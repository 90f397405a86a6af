//! Signing key loading and algorithm selection.
//!
//! Keys are PEM encoded: PKCS#1 or PKCS#8 for RSA, PKCS#8 for elliptic
//! curve private keys, SPKI for public keys. The key type is read from the
//! algorithm identifiers inside the DER payload rather than trusted from
//! configuration.

use std::fmt;
use std::path::Path;

use base64::engine::general_purpose::URL_SAFE_NO_PAD;
use base64::Engine;
use jsonwebtoken::{crypto, Algorithm, DecodingKey, EncodingKey, Validation};
use tracing::info;

use crate::error::{IdentityError, IdentityResult};
use crate::jwt::{Claims, Token};

const OID_RSA_ENCRYPTION: &[u8] = &[0x06, 0x09, 0x2A, 0x86, 0x48, 0x86, 0xF7, 0x0D, 0x01, 0x01, 0x01];
const OID_EC_PUBLIC_KEY: &[u8] = &[0x06, 0x07, 0x2A, 0x86, 0x48, 0xCE, 0x3D, 0x02, 0x01];
const OID_CURVE_P256: &[u8] = &[0x06, 0x08, 0x2A, 0x86, 0x48, 0xCE, 0x3D, 0x03, 0x01, 0x07];
const OID_CURVE_P384: &[u8] = &[0x06, 0x05, 0x2B, 0x81, 0x04, 0x00, 0x22];

const PAIR_CHECK_MESSAGE: &[u8] = b"identity-key-pair-check";

/// Configured algorithm selector.
#[derive(Debug, Clone, Copy, PartialEq, Eq)]
pub enum SigningAlgorithm {
    /// Derive the algorithm from the private key type.
    Auto,
    /// Use this algorithm, provided the key supports it.
    Explicit(Algorithm),
}

impl SigningAlgorithm {
    /// Map a configuration name onto an algorithm.
    ///
    /// # Errors
    ///
    /// Unknown names, and symmetric or EdDSA algorithms, are configuration
    /// errors.
    pub fn from_name(name: &str) -> IdentityResult<Self> {
        let algorithm = match name.trim().to_ascii_lowercase().as_str() {
            "auto" => return Ok(Self::Auto),
            "rs256" => Algorithm::RS256,
            "rs384" => Algorithm::RS384,
            "rs512" => Algorithm::RS512,
            "ps256" => Algorithm::PS256,
            "ps384" => Algorithm::PS384,
            "ps512" => Algorithm::PS512,
            "es256" => Algorithm::ES256,
            "es384" => Algorithm::ES384,
            other => {
                return Err(IdentityError::config(format!(
                    "Unknown signing algorithm: {other}"
                )))
            }
        };
        Ok(Self::Explicit(algorithm))
    }
}

/// Key family detected from a PEM file.
#[derive(Debug, Clone, Copy, PartialEq, Eq)]
pub enum KeyType {
    /// RSA, any modulus size
    Rsa,
    /// NIST P-256
    EcP256,
    /// NIST P-384
    EcP384,
}

impl KeyType {
    /// Read the key type from PEM text.
    ///
    /// # Errors
    ///
    /// Returns `KeyLoad` for unparsable PEM or unsupported key types.
    pub fn detect(pem_text: &str) -> IdentityResult<Self> {
        let block = pem::parse(pem_text).map_err(|e| IdentityError::key_load(format!("invalid PEM: {e}")))?;
        let der = block.contents();

        if block.tag().starts_with("RSA ") || contains(der, OID_RSA_ENCRYPTION) {
            return Ok(Self::Rsa);
        }
        if block.tag().starts_with("EC ") || contains(der, OID_EC_PUBLIC_KEY) {
            if contains(der, OID_CURVE_P256) {
                return Ok(Self::EcP256);
            }
            if contains(der, OID_CURVE_P384) {
                return Ok(Self::EcP384);
            }
            return Err(IdentityError::key_load("unsupported elliptic curve"));
        }
        Err(IdentityError::key_load(format!(
            "unsupported key type in {} block",
            block.tag()
        )))
    }

    const fn supports(self, algorithm: Algorithm) -> bool {
        match algorithm {
            Algorithm::RS256
            | Algorithm::RS384
            | Algorithm::RS512
            | Algorithm::PS256
            | Algorithm::PS384
            | Algorithm::PS512 => matches!(self, Self::Rsa),
            Algorithm::ES256 => matches!(self, Self::EcP256),
            Algorithm::ES384 => matches!(self, Self::EcP384),
            _ => false,
        }
    }

    const fn default_algorithm(self) -> Algorithm {
        match self {
            Self::Rsa => Algorithm::RS256,
            Self::EcP256 => Algorithm::ES256,
            Self::EcP384 => Algorithm::ES384,
        }
    }

    fn encoding_key(self, pem_text: &str) -> IdentityResult<EncodingKey> {
        let result = match self {
            Self::Rsa => EncodingKey::from_rsa_pem(pem_text.as_bytes()),
            Self::EcP256 | Self::EcP384 => EncodingKey::from_ec_pem(pem_text.as_bytes()),
        };
        result.map_err(|e| IdentityError::key_load(format!("private key: {e}")))
    }

    fn decoding_key(self, pem_text: &str) -> IdentityResult<DecodingKey> {
        let result = match self {
            Self::Rsa => DecodingKey::from_rsa_pem(pem_text.as_bytes()),
            Self::EcP256 | Self::EcP384 => DecodingKey::from_ec_pem(pem_text.as_bytes()),
        };
        result.map_err(|e| IdentityError::key_load(format!("public key: {e}")))
    }
}

impl fmt::Display for KeyType {
    fn fmt(&self, f: &mut fmt::Formatter<'_>) -> fmt::Result {
        f.write_str(match self {
            Self::Rsa => "RSA",
            Self::EcP256 => "EC P-256",
            Self::EcP384 => "EC P-384",
        })
    }
}

fn contains(haystack: &[u8], needle: &[u8]) -> bool {
    haystack.windows(needle.len()).any(|window| window == needle)
}

fn resolve_algorithm(requested: SigningAlgorithm, key_type: KeyType) -> IdentityResult<Algorithm> {
    match requested {
        SigningAlgorithm::Auto => Ok(key_type.default_algorithm()),
        SigningAlgorithm::Explicit(algorithm) if key_type.supports(algorithm) => Ok(algorithm),
        SigningAlgorithm::Explicit(algorithm) => Err(IdentityError::AlgorithmMismatch {
            algorithm: format!("{algorithm:?}"),
            key_type: key_type.to_string(),
        }),
    }
}

/// Verification half of the key pair.
///
/// Cloneable and independent of the private key, so tokens can be parsed
/// by processes that never see the signing key.
#[derive(Clone)]
pub struct PublicKey {
    algorithm: Algorithm,
    key_type: KeyType,
    decoding: DecodingKey,
}

impl PublicKey {
    /// Load a public key for tokens signed with `algorithm`.
    ///
    /// # Errors
    ///
    /// `KeyLoad` for unreadable keys, `AlgorithmMismatch` when the key
    /// cannot verify `algorithm`.
    pub fn from_pem(pem_text: &str, algorithm: SigningAlgorithm) -> IdentityResult<Self> {
        let key_type = KeyType::detect(pem_text)?;
        let algorithm = resolve_algorithm(algorithm, key_type)?;
        Ok(Self {
            algorithm,
            key_type,
            decoding: key_type.decoding_key(pem_text)?,
        })
    }

    /// Algorithm signatures are checked with.
    #[must_use]
    pub const fn algorithm(&self) -> Algorithm {
        self.algorithm
    }

    /// Key family of the public key.
    #[must_use]
    pub const fn key_type(&self) -> KeyType {
        self.key_type
    }

    /// Check a raw signature over `message`.
    #[must_use]
    pub fn verify(&self, message: &[u8], signature: &[u8]) -> bool {
        let encoded = URL_SAFE_NO_PAD.encode(signature);
        crypto::verify(&encoded, message, &self.decoding, self.algorithm).unwrap_or(false)
    }

    /// Verify a compact token and decode its claims.
    ///
    /// Expiry, audience and type are deliberately left to the validator.
    ///
    /// # Errors
    ///
    /// `TokenSignatureInvalid` when the signature or header algorithm does
    /// not match this key, `TokenMalformed` for anything structurally wrong.
    pub fn parse(&self, raw: &str) -> IdentityResult<Token> {
        let mut validation = Validation::new(self.algorithm);
        validation.validate_exp = false;
        validation.validate_nbf = false;
        validation.validate_aud = false;
        validation.required_spec_claims.clear();

        let data = jsonwebtoken::decode::<Claims>(raw.trim(), &self.decoding, &validation)
            .map_err(map_decode_error)?;
        Ok(Token::from_claims(data.claims))
    }
}

impl fmt::Debug for PublicKey {
    fn fmt(&self, f: &mut fmt::Formatter<'_>) -> fmt::Result {
        f.debug_struct("PublicKey")
            .field("algorithm", &self.algorithm)
            .field("key_type", &self.key_type)
            .finish_non_exhaustive()
    }
}

fn map_decode_error(err: jsonwebtoken::errors::Error) -> IdentityError {
    use jsonwebtoken::errors::ErrorKind;

    match err.kind() {
        ErrorKind::InvalidSignature | ErrorKind::InvalidAlgorithm => IdentityError::TokenSignatureInvalid,
        _ => IdentityError::malformed(err),
    }
}

/// A loaded signing key pair and its algorithm. Read-only after load.
pub struct KeyMaterial {
    encoding: EncodingKey,
    public: PublicKey,
}

impl KeyMaterial {
    /// Load a key pair from PEM files.
    ///
    /// # Errors
    ///
    /// `KeyLoad` when a file is unreadable or malformed, or the keys do not
    /// form a pair. `AlgorithmMismatch` when an explicit algorithm does not
    /// fit the key type.
    pub fn from_files(
        private_key: impl AsRef<Path>,
        public_key: impl AsRef<Path>,
        algorithm: SigningAlgorithm,
    ) -> IdentityResult<Self> {
        let private_pem = read_pem(private_key.as_ref())?;
        let public_pem = read_pem(public_key.as_ref())?;
        let material = Self::from_pem(&private_pem, &public_pem, algorithm)?;

        info!(
            algorithm = ?material.algorithm(),
            key_type = %material.public.key_type,
            private_key = %private_key.as_ref().display(),
            "Loaded signing keys"
        );
        Ok(material)
    }

    /// Load a key pair from PEM text.
    ///
    /// # Errors
    ///
    /// Same as [`KeyMaterial::from_files`].
    pub fn from_pem(private_pem: &str, public_pem: &str, algorithm: SigningAlgorithm) -> IdentityResult<Self> {
        let key_type = KeyType::detect(private_pem)?;
        let public_type = KeyType::detect(public_pem)?;
        if public_type != key_type {
            return Err(IdentityError::key_load(format!(
                "public key is {public_type}, private key is {key_type}"
            )));
        }

        let algorithm = resolve_algorithm(algorithm, key_type)?;
        let material = Self {
            encoding: key_type.encoding_key(private_pem)?,
            public: PublicKey {
                algorithm,
                key_type,
                decoding: key_type.decoding_key(public_pem)?,
            },
        };

        let signature = material.sign(PAIR_CHECK_MESSAGE)?;
        if !material.verify(PAIR_CHECK_MESSAGE, &signature) {
            return Err(IdentityError::key_load("public key does not belong to private key"));
        }
        Ok(material)
    }

    /// Sign `message`, returning the raw signature bytes.
    ///
    /// # Errors
    ///
    /// Returns `Internal` if the crypto backend rejects the key.
    pub fn sign(&self, message: &[u8]) -> IdentityResult<Vec<u8>> {
        let encoded = crypto::sign(message, &self.encoding, self.public.algorithm)
            .map_err(|e| IdentityError::internal(format!("signing failed: {e}")))?;
        URL_SAFE_NO_PAD
            .decode(encoded)
            .map_err(|e| IdentityError::internal(format!("signing failed: {e}")))
    }

    /// True when `signature` is valid for `message`.
    #[must_use]
    pub fn verify(&self, message: &[u8], signature: &[u8]) -> bool {
        self.public.verify(message, signature)
    }

    /// Algorithm used for signing.
    #[must_use]
    pub const fn algorithm(&self) -> Algorithm {
        self.public.algorithm
    }

    /// Verification half, safe to share.
    #[must_use]
    pub const fn public_key(&self) -> &PublicKey {
        &self.public
    }

    pub(crate) const fn encoding_key(&self) -> &EncodingKey {
        &self.encoding
    }
}

impl fmt::Debug for KeyMaterial {
    fn fmt(&self, f: &mut fmt::Formatter<'_>) -> fmt::Result {
        f.debug_struct("KeyMaterial")
            .field("public", &self.public)
            .finish_non_exhaustive()
    }
}

fn read_pem(path: &Path) -> IdentityResult<String> {
    std::fs::read_to_string(path).map_err(|e| IdentityError::key_load(format!("{}: {e}", path.display())))
}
--
# Aim of the exercise
Copy out each line of the listing that holds the word "crypto".

# Solution to this exercise
use jsonwebtoken::{crypto, Algorithm, DecodingKey, EncodingKey, Validation};
        crypto::verify(&encoded, message, &self.decoding, self.algorithm).unwrap_or(false)
    /// Returns `Internal` if the crypto backend rejects the key.
        let encoded = crypto::sign(message, &self.encoding, self.public.algorithm)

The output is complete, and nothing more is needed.